What is required |
Go through the entries below and count the lines where "does" occurs. Give nothing but that number.

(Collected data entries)
· · · · · · ·

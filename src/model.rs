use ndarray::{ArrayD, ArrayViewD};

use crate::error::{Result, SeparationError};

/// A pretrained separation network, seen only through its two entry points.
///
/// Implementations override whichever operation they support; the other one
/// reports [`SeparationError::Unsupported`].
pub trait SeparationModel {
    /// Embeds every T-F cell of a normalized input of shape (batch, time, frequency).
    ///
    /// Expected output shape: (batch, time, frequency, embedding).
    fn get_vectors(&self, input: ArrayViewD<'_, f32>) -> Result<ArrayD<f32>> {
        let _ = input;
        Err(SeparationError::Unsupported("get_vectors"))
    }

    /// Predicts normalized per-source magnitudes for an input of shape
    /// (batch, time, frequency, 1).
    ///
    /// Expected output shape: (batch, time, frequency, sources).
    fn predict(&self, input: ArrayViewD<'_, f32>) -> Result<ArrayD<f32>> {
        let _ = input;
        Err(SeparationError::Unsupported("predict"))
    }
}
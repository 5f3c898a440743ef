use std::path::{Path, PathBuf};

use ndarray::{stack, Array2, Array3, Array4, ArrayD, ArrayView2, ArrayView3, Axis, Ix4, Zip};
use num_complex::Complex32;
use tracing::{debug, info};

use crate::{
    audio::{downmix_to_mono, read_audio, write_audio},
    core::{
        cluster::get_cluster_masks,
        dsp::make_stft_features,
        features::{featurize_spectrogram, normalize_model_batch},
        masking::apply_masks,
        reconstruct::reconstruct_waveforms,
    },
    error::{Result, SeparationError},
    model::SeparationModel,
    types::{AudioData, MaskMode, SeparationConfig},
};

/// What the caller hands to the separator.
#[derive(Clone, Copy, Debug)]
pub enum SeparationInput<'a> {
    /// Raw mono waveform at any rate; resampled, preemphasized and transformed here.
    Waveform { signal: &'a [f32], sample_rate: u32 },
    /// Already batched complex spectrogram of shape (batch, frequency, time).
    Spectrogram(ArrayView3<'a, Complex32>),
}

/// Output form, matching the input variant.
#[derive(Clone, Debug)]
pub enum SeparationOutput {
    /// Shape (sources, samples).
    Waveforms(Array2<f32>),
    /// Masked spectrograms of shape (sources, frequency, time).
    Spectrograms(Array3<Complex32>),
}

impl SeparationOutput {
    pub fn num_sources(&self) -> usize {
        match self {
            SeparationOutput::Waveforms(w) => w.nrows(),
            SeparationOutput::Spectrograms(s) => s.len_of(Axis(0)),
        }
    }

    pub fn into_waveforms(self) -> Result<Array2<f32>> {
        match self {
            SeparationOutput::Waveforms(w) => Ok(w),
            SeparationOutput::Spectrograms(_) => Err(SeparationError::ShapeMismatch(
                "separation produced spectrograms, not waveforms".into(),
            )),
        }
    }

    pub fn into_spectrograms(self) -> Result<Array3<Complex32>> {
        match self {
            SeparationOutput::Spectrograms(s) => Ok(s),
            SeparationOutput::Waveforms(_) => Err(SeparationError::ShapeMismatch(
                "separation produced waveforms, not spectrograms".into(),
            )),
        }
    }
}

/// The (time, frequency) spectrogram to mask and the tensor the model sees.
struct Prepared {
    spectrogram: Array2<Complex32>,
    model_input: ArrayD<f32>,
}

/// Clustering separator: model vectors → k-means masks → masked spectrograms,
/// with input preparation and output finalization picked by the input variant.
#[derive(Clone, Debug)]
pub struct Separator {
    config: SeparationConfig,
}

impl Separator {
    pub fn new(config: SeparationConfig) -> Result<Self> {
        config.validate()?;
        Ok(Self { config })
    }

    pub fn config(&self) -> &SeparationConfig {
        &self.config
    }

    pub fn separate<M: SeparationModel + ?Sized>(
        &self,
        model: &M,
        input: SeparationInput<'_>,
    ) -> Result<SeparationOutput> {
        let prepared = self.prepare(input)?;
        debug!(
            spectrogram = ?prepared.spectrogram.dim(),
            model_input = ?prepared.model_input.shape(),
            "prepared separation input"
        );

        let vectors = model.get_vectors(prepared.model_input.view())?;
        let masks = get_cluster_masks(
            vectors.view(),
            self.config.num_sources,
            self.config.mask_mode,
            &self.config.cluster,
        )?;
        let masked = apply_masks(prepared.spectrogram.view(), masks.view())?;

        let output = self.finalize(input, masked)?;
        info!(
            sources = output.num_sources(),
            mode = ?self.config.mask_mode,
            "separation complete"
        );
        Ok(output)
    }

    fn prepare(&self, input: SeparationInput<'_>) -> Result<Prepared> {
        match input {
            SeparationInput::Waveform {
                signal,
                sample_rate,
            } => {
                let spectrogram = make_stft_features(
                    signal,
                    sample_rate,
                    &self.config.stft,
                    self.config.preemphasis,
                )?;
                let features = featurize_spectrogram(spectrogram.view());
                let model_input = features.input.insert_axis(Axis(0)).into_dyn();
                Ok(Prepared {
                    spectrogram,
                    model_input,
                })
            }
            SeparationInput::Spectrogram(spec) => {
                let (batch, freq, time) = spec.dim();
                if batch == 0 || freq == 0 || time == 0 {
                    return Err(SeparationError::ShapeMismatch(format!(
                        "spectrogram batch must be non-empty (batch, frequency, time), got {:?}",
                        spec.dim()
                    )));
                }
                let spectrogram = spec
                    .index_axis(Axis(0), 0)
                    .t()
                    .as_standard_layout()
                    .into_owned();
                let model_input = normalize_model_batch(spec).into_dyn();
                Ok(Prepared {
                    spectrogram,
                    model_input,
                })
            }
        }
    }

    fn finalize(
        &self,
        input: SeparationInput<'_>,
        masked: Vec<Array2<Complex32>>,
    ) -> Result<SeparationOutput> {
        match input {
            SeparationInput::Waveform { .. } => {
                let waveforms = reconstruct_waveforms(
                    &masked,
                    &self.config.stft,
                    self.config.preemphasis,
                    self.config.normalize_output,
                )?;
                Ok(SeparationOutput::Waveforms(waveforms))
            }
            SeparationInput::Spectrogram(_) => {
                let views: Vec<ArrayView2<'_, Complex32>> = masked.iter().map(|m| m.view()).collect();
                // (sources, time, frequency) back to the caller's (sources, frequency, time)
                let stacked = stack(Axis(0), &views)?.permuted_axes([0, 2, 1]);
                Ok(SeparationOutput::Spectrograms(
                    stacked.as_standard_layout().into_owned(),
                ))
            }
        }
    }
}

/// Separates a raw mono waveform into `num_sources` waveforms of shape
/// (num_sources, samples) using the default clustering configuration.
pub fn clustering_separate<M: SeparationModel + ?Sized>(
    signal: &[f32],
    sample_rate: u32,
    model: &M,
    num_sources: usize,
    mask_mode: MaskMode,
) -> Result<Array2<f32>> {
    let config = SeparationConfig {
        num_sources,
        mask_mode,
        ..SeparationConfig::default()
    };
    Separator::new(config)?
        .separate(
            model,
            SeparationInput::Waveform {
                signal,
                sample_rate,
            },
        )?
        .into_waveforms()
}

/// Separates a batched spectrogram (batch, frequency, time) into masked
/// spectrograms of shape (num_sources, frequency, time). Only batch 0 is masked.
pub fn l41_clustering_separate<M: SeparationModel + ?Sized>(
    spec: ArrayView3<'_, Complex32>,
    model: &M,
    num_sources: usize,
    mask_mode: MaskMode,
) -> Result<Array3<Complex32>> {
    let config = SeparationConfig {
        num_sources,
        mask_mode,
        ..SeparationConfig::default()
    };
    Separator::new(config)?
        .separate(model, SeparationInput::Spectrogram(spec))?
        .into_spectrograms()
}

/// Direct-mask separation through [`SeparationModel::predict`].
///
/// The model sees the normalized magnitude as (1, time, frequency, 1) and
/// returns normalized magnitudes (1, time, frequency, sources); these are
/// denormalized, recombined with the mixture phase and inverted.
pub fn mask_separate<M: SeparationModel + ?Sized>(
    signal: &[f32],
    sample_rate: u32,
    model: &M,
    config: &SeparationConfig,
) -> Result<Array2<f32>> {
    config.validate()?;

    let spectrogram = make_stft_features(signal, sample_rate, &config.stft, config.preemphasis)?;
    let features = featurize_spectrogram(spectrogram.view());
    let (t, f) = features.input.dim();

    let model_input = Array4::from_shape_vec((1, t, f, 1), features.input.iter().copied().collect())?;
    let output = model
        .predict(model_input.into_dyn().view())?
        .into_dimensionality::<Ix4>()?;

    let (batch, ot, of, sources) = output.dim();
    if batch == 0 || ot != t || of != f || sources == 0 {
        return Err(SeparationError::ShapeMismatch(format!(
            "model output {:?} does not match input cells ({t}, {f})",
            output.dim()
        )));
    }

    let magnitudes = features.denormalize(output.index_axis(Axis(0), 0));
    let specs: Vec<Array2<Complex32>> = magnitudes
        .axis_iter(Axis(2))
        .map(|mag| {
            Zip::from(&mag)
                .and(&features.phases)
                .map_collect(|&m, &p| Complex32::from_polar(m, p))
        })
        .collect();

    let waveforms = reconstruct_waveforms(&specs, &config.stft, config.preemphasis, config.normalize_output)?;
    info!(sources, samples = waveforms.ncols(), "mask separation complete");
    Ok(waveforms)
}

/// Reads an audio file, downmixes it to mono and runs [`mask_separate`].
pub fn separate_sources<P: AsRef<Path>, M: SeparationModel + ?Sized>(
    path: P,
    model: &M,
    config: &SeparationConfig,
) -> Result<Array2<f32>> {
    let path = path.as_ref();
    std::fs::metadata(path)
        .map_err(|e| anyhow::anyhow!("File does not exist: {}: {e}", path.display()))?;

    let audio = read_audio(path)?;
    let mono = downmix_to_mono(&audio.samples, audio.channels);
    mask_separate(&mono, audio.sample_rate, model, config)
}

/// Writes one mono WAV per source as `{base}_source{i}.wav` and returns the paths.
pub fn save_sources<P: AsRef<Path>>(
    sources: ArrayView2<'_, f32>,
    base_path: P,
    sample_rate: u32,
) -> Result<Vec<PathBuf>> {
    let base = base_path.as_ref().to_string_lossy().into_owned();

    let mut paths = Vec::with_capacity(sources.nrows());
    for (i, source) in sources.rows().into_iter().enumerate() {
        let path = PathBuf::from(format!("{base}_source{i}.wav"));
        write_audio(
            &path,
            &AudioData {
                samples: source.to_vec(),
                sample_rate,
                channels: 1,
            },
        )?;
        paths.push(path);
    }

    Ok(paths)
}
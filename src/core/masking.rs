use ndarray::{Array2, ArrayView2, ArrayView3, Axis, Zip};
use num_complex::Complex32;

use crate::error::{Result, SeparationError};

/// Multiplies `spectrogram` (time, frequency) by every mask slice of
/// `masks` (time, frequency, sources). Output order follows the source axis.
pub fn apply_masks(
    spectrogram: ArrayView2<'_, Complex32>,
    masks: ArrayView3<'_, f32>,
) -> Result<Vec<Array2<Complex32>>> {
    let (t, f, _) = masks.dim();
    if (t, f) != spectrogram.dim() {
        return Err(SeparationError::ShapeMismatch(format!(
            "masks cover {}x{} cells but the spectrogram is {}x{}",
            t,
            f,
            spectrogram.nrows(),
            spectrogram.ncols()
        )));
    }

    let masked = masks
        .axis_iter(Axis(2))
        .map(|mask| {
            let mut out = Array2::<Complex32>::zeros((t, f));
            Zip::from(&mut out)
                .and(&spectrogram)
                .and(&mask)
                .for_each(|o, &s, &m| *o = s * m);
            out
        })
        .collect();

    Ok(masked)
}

· · · · · · ·

Response |
2